Hold Office Hours at a Cafe
Jackson said developing a routine of some sort can help you make friends, especially for people working remotely.
She suggested making a commitment to working outside of your home for a set time each week, maybe at a coffee shop, a local library, or a coworking space.
“It gives you a chance to become a regular somewhere and also helps to breed familiarity. It’s easier to strike up a conversation with a person you see regularly.”
Familiar faces are potential friends.
Hang Out at the Dog Park
If you have a pet or have thought of getting one, this could be a good time. Dog parks and dog walking are a great way to meet people, and Fido might also find some new furry friends.
Pet sitters and pet stores know where pet people tend to go.
Host Your Own Housewarming Party
Need a way to meet your neighbors and see if your co-workers are people you want to hang out with? Have a housewarming party for yourself.

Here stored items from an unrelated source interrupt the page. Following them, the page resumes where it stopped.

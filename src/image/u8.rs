use super::traits::ImageView;

/// Owned, tightly packed 8-bit luma buffer produced by grayscale conversion.
#[derive(Clone, Debug, PartialEq, Eq)]
pub struct GrayImageU8 {
    width: usize,
    height: usize,
    data: Vec<u8>,
}

impl GrayImageU8 {
    /// Wrap raw row-major bytes; `data.len()` must equal `width * height`.
    pub fn new(width: usize, height: usize, data: Vec<u8>) -> Self {
        debug_assert_eq!(data.len(), width * height);
        Self {
            width,
            height,
            data,
        }
    }
}

impl ImageView for GrayImageU8 {
    type Pixel = u8;

    #[inline]
    fn width(&self) -> usize {
        self.width
    }
    #[inline]
    fn height(&self) -> usize {
        self.height
    }
    #[inline]
    fn row(&self, y: usize) -> &[u8] {
        let start = y * self.width;
        &self.data[start..start + self.width]
    }
}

After you meet your new neighbors, continue to say hello to them and offer them assistance if you have skills.
Vellos said a friend of hers hosts monthly dinners where everyone is encouraged to bring a dish to share as well as a new acquaintance. That way, there is always a different group of people to mix and mingle with.

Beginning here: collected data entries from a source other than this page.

//! Extraction pipeline driving one note end-to-end.
//!
//! The [`DiagramExtractor`] holds a validated configuration and no other
//! state, so one instance can serve any number of notes, from any number of
//! threads.
//!
//! Typical usage:
//! ```no_run
//! use diagram_extractor::{DiagramExtractor, ExtractionConfig};
//! use diagram_extractor::image::ImageRgba8;
//!
//! # fn example(note: &image::RgbaImage) -> Result<(), diagram_extractor::ExtractError> {
//! let extractor = DiagramExtractor::new(ExtractionConfig::default())?;
//! let outcome = extractor.process(ImageRgba8::from_rgba(note), "note.png")?;
//! for entry in &outcome.manifest.diagrams {
//!     println!("{} {:?} {:.3}", entry.file, entry.bbox, entry.confidence);
//! }
//! # Ok(())
//! # }
//! ```
use super::params::ExtractionConfig;
use crate::classify::classify_components;
use crate::cluster::cluster_diagrams;
use crate::diagnostics::timing::elapsed_ms;
use crate::diagnostics::{ComponentSample, InputDescriptor, PipelineTrace, Stage};
use crate::error::{ExtractError, ExtractionWarning};
use crate::extract::{build_manifest, extract_diagrams, ExtractedDiagram, Manifest};
use crate::features::extract_components;
use crate::image::io::decode_raster;
use crate::image::ImageRgba8;
use crate::preprocess::{binarize, StrokeMask};
use log::{debug, info};
use std::time::Instant;

/// Everything one run produces.
#[derive(Clone, Debug)]
pub struct ExtractionOutcome {
    pub manifest: Manifest,
    /// Crops in manifest order.
    pub diagrams: Vec<ExtractedDiagram>,
    pub warnings: Vec<ExtractionWarning>,
    pub trace: PipelineTrace,
    /// Binary ink mask the stages worked on.
    pub mask: StrokeMask,
}

impl ExtractionOutcome {
    pub fn is_empty(&self) -> bool {
        self.diagrams.is_empty()
    }
}

/// Handwritten-note diagram extractor.
#[derive(Clone, Debug)]
pub struct DiagramExtractor {
    config: ExtractionConfig,
}

impl DiagramExtractor {
    /// Validate `config` and build an extractor around it.
    pub fn new(config: ExtractionConfig) -> Result<Self, ExtractError> {
        config.validate()?;
        Ok(Self { config })
    }

    pub fn config(&self) -> &ExtractionConfig {
        &self.config
    }

    /// Decode an encoded raster and run the pipeline on it.
    pub fn process_encoded(
        &self,
        bytes: &[u8],
        original_file: &str,
    ) -> Result<ExtractionOutcome, ExtractError> {
        let decoded = decode_raster(bytes)?;
        self.process(ImageRgba8::from_rgba(&decoded), original_file)
    }

    /// Run all stages on `input`. `original_file` only names the note in the
    /// manifest.
    pub fn process(
        &self,
        input: ImageRgba8<'_>,
        original_file: &str,
    ) -> Result<ExtractionOutcome, ExtractError> {
        input.validate()?;
        let (width, height) = (input.w, input.h);
        debug!(
            "DiagramExtractor::process start file={} w={} h={}",
            original_file, width, height
        );
        let total_start = Instant::now();
        let config = &self.config;

        let stage_start = Instant::now();
        let mask = binarize(input, &config.preprocess);
        let preprocess_ms = elapsed_ms(stage_start);
        let mut trace = PipelineTrace::new(InputDescriptor {
            width,
            height,
            ink_pixels: mask.ink_pixels(),
        });
        trace.timings.push(Stage::Preprocess, preprocess_ms);
        debug!(
            "[preprocess] ink_pixels={} elapsed_ms={:.3}",
            trace.input.ink_pixels, preprocess_ms
        );

        let stage_start = Instant::now();
        let features = extract_components(&mask, config.min_contour_area);
        let features_ms = elapsed_ms(stage_start);
        trace.timings.push(Stage::Features, features_ms);
        debug!(
            "[features] kept={} discarded={} elapsed_ms={:.3}",
            features.components.len(),
            features.discarded,
            features_ms
        );
        let mut components = features.components;

        let stage_start = Instant::now();
        let cards = classify_components(&mut components, &config.classifier);
        let classify_ms = elapsed_ms(stage_start);
        trace.timings.push(Stage::Classify, classify_ms);
        let samples: Vec<ComponentSample> = components
            .iter()
            .zip(&cards)
            .map(|(component, card)| ComponentSample::from_scored(component, card))
            .collect();
        trace.record_components(samples, features.discarded);
        debug!(
            "[classify] diagram={} handwriting={} indecisive={} elapsed_ms={:.3}",
            trace.labels.diagram, trace.labels.handwriting, trace.labels.indecisive, classify_ms
        );

        let stage_start = Instant::now();
        let clustering = cluster_diagrams(
            &components,
            width as u32,
            height as u32,
            &config.cluster_options(),
        );
        let cluster_ms = elapsed_ms(stage_start);
        trace.timings.push(Stage::Cluster, cluster_ms);
        debug!(
            "[cluster] groups={} merges={} retained={} rejected={} elapsed_ms={:.3}",
            clustering.proximity_groups,
            clustering.overlap_merges,
            clustering.clusters.len(),
            clustering.rejected.len(),
            cluster_ms
        );

        let stage_start = Instant::now();
        let extraction = extract_diagrams(input, &mask, &clustering.clusters);
        let manifest = build_manifest(original_file, &extraction.diagrams);
        let extract_ms = elapsed_ms(stage_start);
        trace.timings.push(Stage::Extract, extract_ms);
        trace.record_clusters(&clustering, &extraction);
        trace.timings.total_ms = elapsed_ms(total_start);
        debug!("[extract] {}", trace.summary());
        info!(
            "{}: {} diagram(s) extracted in {:.1} ms",
            original_file,
            extraction.diagrams.len(),
            trace.timings.total_ms
        );

        Ok(ExtractionOutcome {
            manifest,
            diagrams: extraction.diagrams,
            warnings: extraction.warnings,
            trace,
            mask,
        })
    }
}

Decide What Kinds of Friendships You Want
Not all friendships are the same, and both Vellos and Jackson said we all want and need different kinds of friends. Friendships are for a reason, season, or lifetime.

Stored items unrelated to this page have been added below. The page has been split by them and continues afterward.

use crate::image::{GrayImageU8, ImageRgba8};

// Rec. 601 luma weights in thousandths; integer math keeps the output exact.
const WR: u32 = 299;
const WG: u32 = 587;
const WB: u32 = 114;

/// Convert to 8-bit luma. Transparent pixels are composited onto white
/// paper so that a cut-out note reads as blank background.
pub fn to_grayscale(input: ImageRgba8<'_>) -> GrayImageU8 {
    let mut out = Vec::with_capacity(input.w * input.h);
    for y in 0..input.h {
        for px in input.row(y).chunks_exact(ImageRgba8::CHANNELS) {
            let luma = (WR * px[0] as u32 + WG * px[1] as u32 + WB * px[2] as u32 + 500) / 1000;
            let alpha = px[3] as u32;
            let composited = (luma * alpha + 255 * (255 - alpha) + 127) / 255;
            out.push(composited as u8);
        }
    }
    GrayImageU8::new(input.w, input.h, out)
}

There are people we want to do things with, let’s call them casual friends. They’re similar to convenience friends who you do things with just because they’re in your location.
Then there are the confidants. These are the people you form a deeper bond with and turn to when you need them. With time, those types of friends can turn into really good friends.
Jackson said she has different people in her life who help define her sense of self. Her mom friends help and support that part of her life, her church friends are in another part, as are her single and entrepreneur friends. Each has a purpose and might not extend outside of its context.
“That’s one of the beautiful things about friendship — it can be whatever you want. I also think that speaks to our need for multiple friends,” she said. “We’re different versions of ourselves with different people.”
Vellos said friendship circles cycle about every seven years.
“This (person) doesn’t have to be your one friend for the rest of your life. It could be your friend for a year, and then you’ll make some new friends. People are constantly moving in and out of rings of closeness. You can have many different types of friendships so you don’t have to put high-stakes pressure on it.”
Work at Making Friends
It takes time to make new friends, and not everyone you meet is going to end up being a bestie.
“Rejection is redirection, and they’re just redirecting you to people who actually are open to new friends and to meeting new people,” Vellos said.
Give yourself time to settle in and meet friends. A little effort will make them more than fair weather friends.
“It usually takes about a year before people say that they felt at home in their new city,” Vellos said, adding that in addition to making true friends, you’re also trying to find new favorite restaurants and shops, a fun local bar, and settle into things at work.
It only takes a few people to form new relationships that could even become good friends or lifelong friends.